Wright and Ayers, shit, I’m more concerned that Joe the Charity-case and Tito the Destroyer were seen palling around together on Huckabeez show last night. Clearly, they have some nefarious plot to re-Bitterize the country.
Custerwolf: It’s a reference to an old Wonkette post about illiterate Bitterz, in the same vein as “moran” and “muslin”
I am getting the whiff that, on the south side of Chicago, everybody endorses everybody else’s book, attends everybody else’s lecture, sits on their board, organizes each other’s community, and be’s aware of bad, bad Leroy Brown.
Make fun of Sully all you want, but you know you want those Trig stories to be true and there’s only way to find out. then again, maybe in not releasing them, that’ll give us plenty of time by 2012 to come up with more rumors to dream up. Like a secret abortion or a crystal meth habit or that she’s really a man.
Hob:
We recently hired a mason, who we drove to home depot to get some mortar, and he disappeared to make a pay-phone call, and some guy then tried to mug us in the parking lot, and I chased him off waving a 60 pound bag of dry mix over my head. I’m convinced the mason set us up. From now on I’m going with union tradesmen.
I just got some kind of spastic push poll in the guise of a survey from zogby online. It was all crazy shit about guns and abortions. I actually thought that I had received some kind of fake email from some frienemey. I wish to fuck I had a siren myself. I’m not worried about the buying of guns. The people who seem to be buying them already have them they are just buying more. I think it will mostly work out in a positive way as it will lift the gun and bullets economy and then their eight year olds will shoot them first clear shot they get.Yay! Gun owners are saving the economy. Yes, I am buying a gun. No, I will never take another zogby survey.
When guns are outlawed, we will all have kick-ass judo skills which are much better.
The Palin thing has got to be one of the following:
-breast implants
-tattooed liplining accident; rushed to E.R.
-that weird pregnancy-fakin’ story was true
Oohhhhhhhhhh I want to know so baaaaaaaaad. Please someone make her do it. MAKE HER.
Palin is Sisyphean? Cool! I love that MILF girl-on-girl action!
I’m with Andrew Sullivan. Where are Snowbilly’s medical records. I also want to see Bristols or Willows or Trigs, or whichever one is the 2x pregnant meth-ho.
Who is stocking up on guns? Me, that’s who. Mossberg 12 gauge Persuader pump action with double 00 buck will quickly take care of any home invasion problems while law enforcement is busy elsewhere cleaning up my community.
Violenza: On the other hand, maybe she’s the REAL first transgender mayor in the US?

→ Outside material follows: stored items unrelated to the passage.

use std::collections::HashMap;
use std::sync::{Arc, RwLock};

use qt_object::Language;
use qt_resolve::Mode;
use qt_types::{QPath, Registry, ReleaseId};
use qt_vfs::ReleaseFs;
use tracing::{debug, warn};

use crate::config::RepositoryConfig;
use crate::error::{SourceError, SourceResult};
use crate::meta::Meta;
use crate::nature::Nature;
use crate::project::{Project, ProjectConfig, PROJECT_FILE};
use crate::store::SourceStore;

type Key = (ReleaseId, QPath);

/// A repository session: configuration, registry and the identity caches
/// shared by every release opened through it.
///
/// Caches are keyed by (release, path). Project entries also remember
/// directories without a project so lookups walk the disk once.
pub struct Session {
    config: RepositoryConfig,
    registry: Registry,
    mode: Mode,
    language: Language,
    projects: RwLock<HashMap<Key, Option<Arc<Project>>>>,
    natures: RwLock<HashMap<Key, Nature>>,
    metas: RwLock<HashMap<Key, Meta>>,
}

impl Session {
    /// Build a session, loading the registry file named in `config`.
    pub fn new(config: RepositoryConfig) -> SourceResult<Self> {
        let registry = match &config.registry {
            Some(path) => Registry::load(path)?,
            None => Registry::new(),
        };
        Self::with_registry(config, registry)
    }

    pub fn with_registry(config: RepositoryConfig, registry: Registry) -> SourceResult<Self> {
        let invalid = |reason: String| SourceError::Config {
            path: config.root.join(RepositoryConfig::FILE_NAME),
            reason,
        };
        let mode: Mode = config.mode.parse().map_err(|e: qt_resolve::ResolveError| invalid(e.to_string()))?;
        let mut letters = config.language.chars();
        let language = match (letters.next().and_then(Language::from_letter), letters.next()) {
            (Some(language), None) => language,
            _ => return Err(invalid(format!("invalid language `{}`", config.language))),
        };
        Ok(Self {
            config,
            registry,
            mode,
            language,
            projects: RwLock::new(HashMap::new()),
            natures: RwLock::new(HashMap::new()),
            metas: RwLock::new(HashMap::new()),
        })
    }

    pub fn config(&self) -> &RepositoryConfig {
        &self.config
    }

    pub fn registry(&self) -> &Registry {
        &self.registry
    }

    /// Default resolution mode.
    pub fn mode(&self) -> Mode {
        self.mode
    }

    /// Default language for unmodified `l4_` tokens.
    pub fn language(&self) -> Language {
        self.language
    }

    /// Create the layout of `release` if needed and open it writable.
    pub fn init(&self, release: &ReleaseId) -> SourceResult<SourceStore<'_>> {
        let fs = ReleaseFs::create(&self.config.root, release.clone())
            .map_err(|e| SourceError::vfs(release, e))?;
        Ok(SourceStore::new(self, fs))
    }

    /// Open an existing release.
    pub fn open(&self, release: &ReleaseId, readonly: bool) -> SourceResult<SourceStore<'_>> {
        let fs = ReleaseFs::open(&self.config.root, release.clone(), readonly)
            .map_err(|e| SourceError::vfs(release, e))?;
        Ok(SourceStore::new(self, fs))
    }

    // ----- Projects -----

    /// The project rooted exactly at `dir`, if `dir` holds a `project.json`.
    fn project_at(&self, fs: &ReleaseFs, dir: &QPath) -> SourceResult<Option<Arc<Project>>> {
        let key = (fs.release().clone(), dir.clone());
        if let Some(found) = self.projects.read().expect("lock poisoned").get(&key) {
            return Ok(found.clone());
        }

        let config_path = dir.join(PROJECT_FILE)?;
        let loaded = match fs.read_opt(&ReleaseFs::source_place(&config_path)) {
            Ok(Some(data)) => {
                let project = ProjectConfig::parse(&data)
                    .and_then(|config| Project::new(dir.clone(), config))
                    .unwrap_or_else(|reason| {
                        warn!(project = %dir, reason = %reason, "unreadable project config, using defaults");
                        Project::unconfigured(dir.clone())
                    });
                Some(Arc::new(project))
            }
            Ok(None) => None,
            Err(e) => return Err(SourceError::vfs(&config_path, e)),
        };

        let mut projects = self.projects.write().expect("lock poisoned");
        Ok(projects.entry(key).or_insert(loaded).clone())
    }

    /// The project owning `path`: the deepest ancestor directory with a
    /// `project.json` not excluded by an outer project's `notconfig`.
    pub fn project_of(&self, fs: &ReleaseFs, path: &QPath) -> SourceResult<Option<Arc<Project>>> {
        let dirs: Vec<QPath> = path.ancestors().collect();
        let mut found: Option<Arc<Project>> = None;
        for dir in dirs.iter().rev() {
            let Some(project) = self.project_at(fs, dir)? else {
                continue;
            };
            let excluded = match (&found, project.config_path()) {
                (Some(outer), Some(config)) => outer
                    .relative(&config)
                    .map(|rel| outer.is_not_config(rel))
                    .unwrap_or(false),
                _ => false,
            };
            if !excluded {
                found = Some(project);
            }
        }
        Ok(found)
    }

    /// Drop cached project state at `dir` and the natures below it.
    pub fn invalidate_project(&self, release: &ReleaseId, dir: &QPath) {
        self.projects
            .write()
            .expect("lock poisoned")
            .remove(&(release.clone(), dir.clone()));
        let prefix = format!("{}/", dir.as_str());
        self.natures
            .write()
            .expect("lock poisoned")
            .retain(|(r, p), _| r != release || !p.as_str().starts_with(&prefix));
        debug!(release = %release, project = %dir, "project caches invalidated");
    }

    // ----- Natures -----

    pub fn nature(&self, fs: &ReleaseFs, path: &QPath) -> SourceResult<Nature> {
        let key = (fs.release().clone(), path.clone());
        if let Some(nature) = self.natures.read().expect("lock poisoned").get(&key) {
            return Ok(*nature);
        }
        let project = self.project_of(fs, path)?;
        let enclosing = match path.parent() {
            Some(dir) => self.project_of(fs, &dir)?,
            None => None,
        };
        let nature = Nature::compute(path, project.as_deref(), enclosing.as_deref());
        let mut natures = self.natures.write().expect("lock poisoned");
        Ok(*natures.entry(key).or_insert(nature))
    }

    // ----- Meta -----

    /// Cached meta of `path`, read from disk on first use; a fresh record
    /// when none exists.
    pub fn meta(&self, fs: &ReleaseFs, path: &QPath) -> SourceResult<Meta> {
        let key = (fs.release().clone(), path.clone());
        if let Some(meta) = self.metas.read().expect("lock poisoned").get(&key) {
            return Ok(meta.clone());
        }
        let meta = match fs.read_opt(&Meta::place(path)) {
            Ok(Some(data)) => serde_json::from_slice(&data).unwrap_or_else(|e| {
                warn!(source = %path, error = %e, "unreadable meta record, starting fresh");
                Meta::new(path)
            }),
            Ok(None) => Meta::new(path),
            Err(e) => return Err(SourceError::vfs(path, e)),
        };
        let mut metas = self.metas.write().expect("lock poisoned");
        Ok(metas.entry(key).or_insert(meta).clone())
    }

    pub(crate) fn put_meta(&self, release: &ReleaseId, path: &QPath, meta: Meta) {
        self.metas
            .write()
            .expect("lock poisoned")
            .insert((release.clone(), path.clone()), meta);
    }

    /// Forget everything cached about `path`.
    pub(crate) fn forget_source(&self, release: &ReleaseId, path: &QPath) {
        let key = (release.clone(), path.clone());
        self.natures.write().expect("lock poisoned").remove(&key);
        self.metas.write().expect("lock poisoned").remove(&key);
    }
}

#[cfg(test)]
mod tests {
    use super::*;

    fn session(root: &std::path::Path) -> Session {
        let config = RepositoryConfig {
            root: root.to_path_buf(),
            ..RepositoryConfig::default()
        };
        Session::with_registry(config, Registry::new()).unwrap()
    }

    fn path(s: &str) -> QPath {
        QPath::parse(s).unwrap()
    }

    #[test]
    fn rejects_bad_mode_and_language() {
        let config = RepositoryConfig {
            mode: "mq".into(),
            ..RepositoryConfig::default()
        };
        assert_eq!(
            Session::with_registry(config, Registry::new()).err().map(|e| e.code()),
            Some("config.invalid")
        );
        let config = RepositoryConfig {
            language: "NE".into(),
            ..RepositoryConfig::default()
        };
        assert!(Session::with_registry(config, Registry::new()).is_err());
    }

    #[test]
    fn open_missing_release_fails() {
        let dir = tempfile::tempdir().unwrap();
        let s = session(dir.path());
        let err = s.open(&ReleaseId::parse("1.00").unwrap(), true).err().unwrap();
        assert_eq!(err.code(), "vfs.release.notfound");
    }

    #[test]
    fn nearest_project_wins_unless_notconfig() {
        let dir = tempfile::tempdir().unwrap();
        let s = session(dir.path());
        let release = ReleaseId::parse("1.00").unwrap();
        let fs = ReleaseFs::create(dir.path(), release).unwrap();
        let put = |p: &str, data: &str| {
            fs.store(&ReleaseFs::source_place(&path(p)), data.as_bytes(), None).unwrap();
        };
        put("/app/project.json", r#"{"notconfig": ["fixtures/*"]}"#);
        put("/app/sub/project.json", "{}");
        put("/app/fixtures/project.json", "{}");

        let owner = |p: &str| {
            s.project_of(&fs, &path(p))
                .unwrap()
                .map(|p| p.root().to_string())
        };
        assert_eq!(owner("/app/a.m").as_deref(), Some("/app"));
        assert_eq!(owner("/app/sub/b.m").as_deref(), Some("/app/sub"));
        assert_eq!(owner("/app/fixtures/c.m").as_deref(), Some("/app"));
        assert_eq!(owner("/other/d.m"), None);

        assert!(s.nature(&fs, &path("/app/sub/project.json")).unwrap().config);
        assert!(!s.nature(&fs, &path("/app/fixtures/project.json")).unwrap().config);
    }

    #[test]
    fn invalidation_refreshes_natures() {
        let dir = tempfile::tempdir().unwrap();
        let s = session(dir.path());
        let release = ReleaseId::parse("1.00").unwrap();
        let fs = ReleaseFs::create(dir.path(), release.clone()).unwrap();
        let config = path("/app/project.json");
        let logo = path("/app/logo.png");

        fs.store(&ReleaseFs::source_place(&config), b"{}", None).unwrap();
        assert!(s.nature(&fs, &logo).unwrap().text);

        fs.store(&ReleaseFs::source_place(&config), br#"{"binary": ["*.png"]}"#, None)
            .unwrap();
        assert!(s.nature(&fs, &logo).unwrap().text, "cached until invalidated");

        s.invalidate_project(&release, &path("/app"));
        assert!(s.nature(&fs, &logo).unwrap().binary);
    }
}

Borat: One of the fun pieces of speculation out there is that she got STD’s from the First Dude’s BFF who the National Enquirer was claiming she was boffing. I’m not saying it’s true, but a boy can dream.
Serolf Divad: So your point would be…
Here’s the way to manage your iratitude:
1. Obtain bottle of $15-20 Italian wine. (NB: Never a Pinot Grigio. EVER.)
2. Open said wine.
3. Drink 6 glasses.
4. Put bottle into recycle bin.
5. Repeat until comatose.
Wayne LaPierre got ‘em all riled this summer, just like Chucky Heston did so many times before. I’m still waiting for them to make good on their 140+ year-old promise of the South rising again. I just chuckle at the paranoia and find confidence in knowing that I can easily out-run and out-gun any of these loud-mouthed jugs-o-mayonnaise.
Yes, Andrew Sullivan seems to have sprung a woody for Sarah…just can’t seem to give up on her….perhaps she cured him of the ghey with her special powers?
Violenza: Totally. I just know there is something super-embarassing in there. Gonorrhea of the throat, elephantiasis of the nuts, or my pet theory, an -gasp- abortion in her early twenties! It’s almost worth her running in 2012 just to find out!
NoWireHangers: Duly noted.
CooterMarie: In all honesty I don’t believe Sarah had an abortion when she could have done as I did and just prayed her fetuses away.
Al Gore as maverick-y utility infielder?
Violenza:
Can’t somebody just hack in and steal them? This is 2008 after all.